LARGADOS NO MEIO DO MATO
Certa feita, estava numa
lanchonete com familiares e amigos, fazendo aquilo que todo mundo faz num
estabelecimento comercial desse feitio. Pedimos uns belisquetes e algumas
bebidas e ficamos proseando e rindo.
Lá pelas tantas me dei conta que
havia uma presença que ficava, sutilmente, acompanhando o que fazíamos junto à
mesa. Sim, era ela mesma: uma televisão.
Bem, ignoramos a sua presença e,
acredito, que ela não ficou magoada.
Passado um punhado de tempo, um
infeliz duma outra mesa teve a ideia infame de pedir para trocar de canal.
Trocou; trocou de novo, mais uma vez, outra e, enfim, parou num canal que
estava exibindo um programa chamado “Largados e pelados”. Isso mesmo.

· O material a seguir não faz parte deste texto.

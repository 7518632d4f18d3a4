use entity::prelude::*;
use sea_orm::{sea_query::TableCreateStatement, EntityTrait, Schema};

use crate::{context::TestContext, error::TestError};

/// Builder for creating test contexts with customizable database schemas.
///
/// Add entity tables with `with_table()`, then call `build()` to create the
/// in-memory database and its tables.
///
/// # Example
///
/// ```rust,ignore
/// use test_utils::builder::TestBuilder;
/// use entity::prelude::{Lesson, Unit};
///
/// let test = TestBuilder::new()
///     .with_table(Unit)
///     .with_table(Lesson)
///     .build()
///     .await?;
/// ```
pub struct TestBuilder {
    /// CREATE TABLE statements executed in insertion order during `build()`.
    tables: Vec<TableCreateStatement>,
}

impl TestBuilder {
    /// Creates a new test builder with no tables configured.
    pub fn new() -> Self {
        Self { tables: Vec::new() }
    }

    /// Adds an entity table to the test database schema.
    ///
    /// Tables with foreign keys must be added after the tables they reference.
    ///
    /// # Arguments
    /// - `entity` - SeaORM entity to create a table for
    ///
    /// # Returns
    /// - `Self` - Builder instance for method chaining
    pub fn with_table<E: EntityTrait>(mut self, entity: E) -> Self {
        let schema = Schema::new(sea_orm::DbBackend::Sqlite);
        self.tables.push(schema.create_table_from_entity(entity));
        self
    }

    /// Adds the content tables: units, sutras, lessons and everything that hangs off lessons.
    ///
    /// # Returns
    /// - `Self` - Builder instance for method chaining
    pub fn with_content_tables(self) -> Self {
        self.with_table(Unit)
            .with_table(VedicSutra)
            .with_table(Lesson)
            .with_table(LessonSutra)
            .with_table(Exercise)
            .with_table(Quiz)
            .with_table(QuizQuestion)
            .with_table(DailyChallenge)
    }

    /// Adds every table of the learning platform in dependency order.
    ///
    /// Use this for service and controller tests that touch users, content, progress
    /// and achievements together.
    ///
    /// # Example
    ///
    /// ```rust,ignore
    /// let test = TestBuilder::new()
    ///     .with_learning_tables()
    ///     .build()
    ///     .await?;
    /// ```
    pub fn with_learning_tables(self) -> Self {
        self.with_table(User)
            .with_content_tables()
            .with_table(QuizAttempt)
            .with_table(UserProgress)
            .with_table(Achievement)
            .with_table(UserAchievement)
            .with_table(Leaderboard)
            .with_table(ChallengeAttempt)
    }

    /// Builds the test context and creates all configured tables.
    ///
    /// # Returns
    /// - `Ok(TestContext)` - Initialized test context with tables ready
    /// - `Err(TestError::Database)` - Failed to connect to database or create tables
    pub async fn build(self) -> Result<TestContext, TestError> {
        let mut setup = TestContext::new();

        setup.with_tables(self.tables).await?;

        Ok(setup)
    }
}

impl Default for TestBuilder {
    fn default() -> Self {
        Self::new()
    }
}
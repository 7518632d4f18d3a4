use sea_orm::entity::prelude::*;

#[derive(Clone, Debug, PartialEq, Eq, DeriveEntityModel)]
#[sea_orm(table_name = "quiz_question")]
pub struct Model {
    #[sea_orm(primary_key)]
    pub id: i32,
    pub quiz_id: i32,
    #[sea_orm(column_type = "Text")]
    pub question: String,
    pub question_type: String,
    /// Answer options, one per line.
    #[sea_orm(column_type = "Text", nullable)]
    pub options: Option<String>,
    pub correct_answer: String,
    #[sea_orm(column_type = "Text", nullable)]
    pub explanation: Option<String>,
    pub points: i32,
    pub order_index: i32,
}

#[derive(Copy, Clone, Debug, EnumIter, DeriveRelation)]
pub enum Relation {
    #[sea_orm(
        belongs_to = "super::quiz::Entity",
        from = "Column::QuizId",
        to = "super::quiz::Column::Id",
        on_update = "Cascade",
        on_delete = "Cascade"
    )]
    Quiz,
}

impl Related<super::quiz::Entity> for Entity {
    fn to() -> RelationDef {
        Relation::Quiz.def()
    }
}

impl ActiveModelBehavior for ActiveModel {}
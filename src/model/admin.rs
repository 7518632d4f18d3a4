use chrono::{DateTime, NaiveDate, Utc};
use serde::{Deserialize, Serialize};
use utoipa::ToSchema;

#[derive(Serialize, Deserialize, ToSchema, Clone)]
pub struct AdminUserDto {
    pub id: i32,
    pub username: String,
    pub email: Option<String>,
    pub date_of_birth: NaiveDate,
    pub grade_qualification: String,
    pub role: String,
    pub is_active: bool,
    pub created_at: DateTime<Utc>,
    pub last_login: Option<DateTime<Utc>>,
}

#[derive(Serialize, Deserialize, ToSchema)]
pub struct AdminUsersDto {
    pub users: Vec<AdminUserDto>,
}

#[derive(Serialize, Deserialize, ToSchema)]
pub struct UserStatusDto {
    pub id: i32,
    pub username: String,
    pub is_active: bool,
}

#[derive(Serialize, Deserialize, ToSchema)]
pub struct ToggleStatusResponseDto {
    pub message: String,
    pub user: UserStatusDto,
}

#[derive(Serialize, Deserialize, ToSchema, Default)]
pub struct ChangeRoleDto {
    pub role: Option<String>,
}

#[derive(Serialize, Deserialize, ToSchema)]
pub struct UserRoleDto {
    pub id: i32,
    pub username: String,
    pub role: String,
}

#[derive(Serialize, Deserialize, ToSchema)]
pub struct ChangeRoleResponseDto {
    pub message: String,
    pub user: UserRoleDto,
}

/// Full account view for administrators.
#[derive(Serialize, Deserialize, ToSchema)]
pub struct AdminUserProfileDto {
    pub id: i32,
    pub username: String,
    pub email: Option<String>,
    pub date_of_birth: NaiveDate,
    pub grade_qualification: String,
    pub role: String,
    pub is_active: bool,
    pub created_at: DateTime<Utc>,
    pub last_login: Option<DateTime<Utc>>,
    pub total_xp: i32,
    pub current_level: i32,
    pub daily_streak: i32,
    pub longest_streak: i32,
    pub total_lessons_completed: i32,
    pub total_exercises_completed: i32,
}

#[derive(Serialize, Deserialize, ToSchema)]
#[serde(rename_all = "camelCase")]
pub struct AdminStatsDto {
    pub total_users: u64,
    pub total_lessons: u64,
    pub total_questions: u64,
    pub total_challenges: u64,
    pub active_users_today: u64,
}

Um bando de pessoas largadas no
meio do mato, pelados, tendo de se virar pra sobreviver.
Bem, vi o que era e então, reuni
forças para, novamente, voltar a ignorar aquela caixinha maldita e continuar a
prosear com os meus, tendo em vista que o infeliz que pediu o controle do
televisor encontrou o que ele tanto queria assistir: um bando de loucos,
pelados, largados no meio do mato se ferrando de verde e amarelo.
Passaram-se os anos e, cá estou
eu, de prosa com você sem saber ao certo o que dizer e aí, veio-me a mente esse
ocorrido.
Da lanchonete? Não exatamente. Na
verdade estava pensando no dito cujo do programa, o tal do “Largados e
pelados”.
Ao rememorar as poucas imagens
que vi, pensei, cá com meus alfarrábios, sobre duas questões.
A primeira é sobre o descomunal
narcisismo, em misto com um inconfesso sadomasoquismo, que toma conta de nossa
época. Literalmente há pessoas que se dispõem a ficar peladas e largadas à
míngua somente pra serem vistas por muitos e, outras tantas, param pra ficar
vendo elas se lascando junto das garras inclementes da mãe natureza.
Bem, como dizia meu avô materno,
que Deus o tenha: o que é do gosto é regalo da vida.
A segunda, não menos importante, é
vermos o quão frágeis e soberbos nós somos.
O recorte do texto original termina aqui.